Em meio à crescente tensão entre Estados Unidos e Irã, Ali Larijani, chefe do Conselho de Segurança Nacional do Irã, emitiu um alerta direto ao presidente americano Donald Trump, advertindo-o para “não ser eliminado”. A declaração surge em um momento de intensificação dos conflitos entre as duas nações, com bombardeios mútuos e ameaças crescentes.
O conflito tem se desenvolvido com uma série de eventos significativos:
* Larijani publicou nesta terça-feira (10) que “a nação iraniana não teme suas ameaças vazias”, direcionando sua mensagem a Trump. O secretário iraniano reforçou a advertência afirmando que “nem mesmo aqueles maiores que você conseguiram eliminar a nação iraniana. Cuidado”.
* No último sábado (7), Larijani já havia declarado que Trump deveria “pagar o preço” pelos ataques conjuntos realizados pelos EUA e Israel contra o Irã. Em resposta, Trump demonstrou indiferença, afirmando: “Não tenho ideia do que ele está falando ou quem ele é. Não me interessa”.
* Mohammad Bagher Ghalibaf, presidente do parlamento iraniano, também se manifestou na terça-feira, prometendo uma resposta “olho por olho” aos ataques contra a infraestrutura iraniana.
As tensões escalaram após Trump ameaçar que o Irã seria atingido com força 20 vezes maior caso tentasse bloquear o fluxo de petróleo pelo Estreito de Ormuz. O presidente americano também alertou sobre a destruição de alvos que impossibilitariam a reconstrução do país.
Pete Hegseth, secretário de Defesa dos EUA, anunciou que os ataques contra o Irã se intensificarão, prometendo os bombardeios mais pesados desde o início do conflito, há 10 dias.
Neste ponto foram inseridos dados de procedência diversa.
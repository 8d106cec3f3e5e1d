//! In-memory and discarding writers.

use super::{OutputError, OutputWriter};
use parking_lot::Mutex;
use std::sync::Arc;

/// Rows captured by a [`MemoryOutput`].
#[derive(Debug, Clone, Default, PartialEq)]
pub struct MemoryTable {
    pub columns: Vec<String>,
    pub metadata: Vec<(String, String)>,
    pub rows: Vec<Vec<f64>>,
    pub comments: Vec<String>,
    pub finalized: bool,
}

/// Writer that keeps everything in memory.
///
/// Clones share the same table, so a test can keep one handle and pass
/// the other to the run.
#[derive(Debug, Clone, Default)]
pub struct MemoryOutput {
    table: Arc<Mutex<MemoryTable>>,
    started: bool,
}

impl MemoryOutput {
    #[must_use]
    pub fn new() -> Self {
        Self::default()
    }

    /// Snapshot of the table.
    #[must_use]
    pub fn table(&self) -> MemoryTable {
        self.table.lock().clone()
    }

    /// Snapshot of the rows.
    #[must_use]
    pub fn rows(&self) -> Vec<Vec<f64>> {
        self.table.lock().rows.clone()
    }
}

impl OutputWriter for MemoryOutput {
    fn begin(&mut self, columns: &[String], metadata: &[(String, String)]) -> Result<(), OutputError> {
        let mut table = self.table.lock();
        *table = MemoryTable {
            columns: columns.to_vec(),
            metadata: metadata.to_vec(),
            ..MemoryTable::default()
        };
        self.started = true;
        Ok(())
    }

    fn record(&mut self, row: &[f64]) -> Result<(), OutputError> {
        if !self.started {
            return Err(OutputError::NotStarted);
        }
        let mut table = self.table.lock();
        if row.len() != table.columns.len() {
            return Err(OutputError::RowWidth {
                expected: table.columns.len(),
                got: row.len(),
            });
        }
        table.rows.push(row.to_vec());
        Ok(())
    }

    fn comment(&mut self, text: &str) -> Result<(), OutputError> {
        if !self.started {
            return Err(OutputError::NotStarted);
        }
        self.table.lock().comments.push(text.to_string());
        Ok(())
    }

    fn finalize(&mut self) -> Result<(), OutputError> {
        self.table.lock().finalized = true;
        Ok(())
    }
}

/// Writer that discards everything.
#[derive(Debug, Clone, Copy, Default)]
pub struct NullOutput;

impl OutputWriter for NullOutput {
    fn begin(&mut self, _columns: &[String], _metadata: &[(String, String)]) -> Result<(), OutputError> {
        Ok(())
    }

    fn record(&mut self, _row: &[f64]) -> Result<(), OutputError> {
        Ok(())
    }

    fn comment(&mut self, _text: &str) -> Result<(), OutputError> {
        Ok(())
    }

    fn finalize(&mut self) -> Result<(), OutputError> {
        Ok(())
    }
}
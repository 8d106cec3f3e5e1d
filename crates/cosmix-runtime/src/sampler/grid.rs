//! Regular grid over the varying parameters.
//!
//! `nsample_dimension` points per dimension, `linspace(min, max, n)`,
//! visited in lexicographic order with the first parameter slowest.
//! Points are generated from their index, so the full grid is never held
//! in memory; `nstep` points are evaluated per batch.

use super::{positive, SampleRecord, Sampler, SamplerError, StepContext};
use crate::config::Config;
use crate::modules::cosmo::linspace;
use crate::space::ParameterSpace;
use tracing::{debug, info};

const NAME: &str = "grid";

#[derive(Debug, Clone)]
pub struct GridSampler {
    nsample: usize,
    nstep: usize,
    axes: Vec<Vec<f64>>,
    total: usize,
    next: usize,
}

impl GridSampler {
    /// Reads `[grid]`.
    ///
    /// # Errors
    ///
    /// [`SamplerError::InvalidOption`] for non-positive counts.
    pub fn from_config(config: &Config) -> Result<Self, SamplerError> {
        Ok(Self::new(
            positive(config, NAME, "nsample_dimension", 3)?,
            positive(config, NAME, "nstep", 64)?,
        ))
    }

    #[must_use]
    pub fn new(nsample: usize, nstep: usize) -> Self {
        Self {
            nsample,
            nstep,
            axes: Vec::new(),
            total: 0,
            next: 0,
        }
    }

    /// Total number of grid points, set on the first step.
    #[must_use]
    pub fn total(&self) -> usize {
        self.total
    }

    fn prepare(&mut self, space: &ParameterSpace) -> Result<(), SamplerError> {
        if space.dim() == 0 {
            return Err(SamplerError::NoVaryingParameters(NAME));
        }
        let dim = u32::try_from(space.dim()).unwrap_or(u32::MAX);
        self.total = self.nsample.checked_pow(dim).ok_or_else(|| {
            SamplerError::invalid(
                NAME,
                "nsample_dimension",
                format!("{}^{} grid points is too many", self.nsample, space.dim()),
            )
        })?;
        self.axes = space
            .varying()
            .iter()
            .map(|v| linspace(v.min, v.max, self.nsample))
            .collect();
        info!(points = self.total, dim = space.dim(), "grid.start");
        Ok(())
    }

    /// The point with lexicographic index `index`.
    fn point(&self, mut index: usize) -> Vec<f64> {
        let mut point = vec![0.0; self.axes.len()];
        for (d, axis) in self.axes.iter().enumerate().rev() {
            point[d] = axis[index % self.nsample];
            index /= self.nsample;
        }
        point
    }
}

impl Sampler for GridSampler {
    fn name(&self) -> &'static str {
        NAME
    }

    fn step(&mut self, ctx: &StepContext<'_>) -> Result<Option<Vec<SampleRecord>>, SamplerError> {
        if self.axes.is_empty() {
            self.prepare(ctx.pipeline.space())?;
        }
        if self.next >= self.total {
            return Ok(None);
        }

        let end = (self.next + self.nstep).min(self.total);
        let points: Vec<Vec<f64>> = (self.next..end).map(|i| self.point(i)).collect();
        let evaluations = ctx.evaluate(&points)?;
        debug!(from = self.next, to = end, "grid.batch");
        self.next = end;

        Ok(Some(evaluations.iter().map(SampleRecord::from).collect()))
    }

    fn metadata(&self) -> Vec<(String, String)> {
        vec![
            ("nsample_dimension".into(), self.nsample.to_string()),
            ("nstep".into(), self.nstep.to_string()),
        ]
    }
}

#[cfg(test)]
mod tests {
    use super::super::testing::pipeline_with;
    use super::super::{run, StepContext};
    use super::*;
    use crate::pool::{CancelToken, WorkerPool};
    use cosmix_types::ErrorCode;

    fn two_dim() -> crate::pipeline::Pipeline {
        pipeline_with(
            &[("x", vec![0.0, 1.0, 2.0]), ("z", vec![-1.0, 0.0, 1.0])],
            "",
        )
        .1
    }

    #[test]
    fn lexicographic_n_to_the_d() {
        let pipeline = two_dim();
        let (pool, cancel) = (WorkerPool::new(3).expect("pool"), CancelToken::new());
        let mut sampler = GridSampler::new(3, 4);

        let batches: Vec<Vec<SampleRecord>> =
            run(&mut sampler, StepContext::new(&pipeline, &pool, &cancel))
                .collect::<Result<_, _>>()
                .expect("run");
        assert_eq!(batches.iter().map(Vec::len).collect::<Vec<_>>(), vec![4, 4, 1]);

        let points: Vec<Vec<f64>> = batches.iter().flatten().map(|r| r.point.clone()).collect();
        assert_eq!(points.len(), 9);
        assert_eq!(points[0], vec![0.0, -1.0]);
        assert_eq!(points[1], vec![0.0, 0.0]);
        assert_eq!(points[2], vec![0.0, 1.0]);
        assert_eq!(points[3], vec![1.0, -1.0]);
        assert_eq!(points[8], vec![2.0, 1.0]);
        assert_eq!(sampler.total(), 9);
    }

    #[test]
    fn invalid_points_are_recorded() {
        let (_, pipeline) = pipeline_with(&[("x", vec![3.0, 5.0])], "");
        let (pool, cancel) = (WorkerPool::serial(), CancelToken::new());
        let mut sampler = GridSampler::new(5, 100);
        let records: Vec<SampleRecord> =
            run(&mut sampler, StepContext::new(&pipeline, &pool, &cancel))
                .collect::<Result<Vec<_>, _>>()
                .expect("run")
                .concat();
        assert_eq!(records.len(), 5);
        let invalid = records.iter().filter(|r| r.like == f64::NEG_INFINITY).count();
        // x = 4.5 and 5.0
        assert_eq!(invalid, 2);
    }

    #[test]
    fn options_and_errors() {
        let config = Config::from_toml_str("[grid]\nnsample_dimension = 0").expect("config");
        let err = GridSampler::from_config(&config).expect_err("zero");
        assert_eq!(err.code(), "SAMPLER_INVALID_OPTION");

        let (_, pipeline) = pipeline_with(&[("x", vec![1.0])], "");
        let (pool, cancel) = (WorkerPool::serial(), CancelToken::new());
        let mut sampler = GridSampler::new(3, 4);
        let err = sampler
            .step(&StepContext::new(&pipeline, &pool, &cancel))
            .expect_err("no varying");
        assert_eq!(err.code(), "SAMPLER_NO_VARYING");
    }
}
Em coletiva no Pentágono, Hegseth declarou: “Hoje será, mais uma vez, o nosso dia de ataques mais intensos dentro do Irã”.
As Forças Armadas americanas reportaram ter atingido mais de 3.000 alvos iranianos na primeira semana de operações, resultando na morte de sete militares estadunidenses durante o conflito.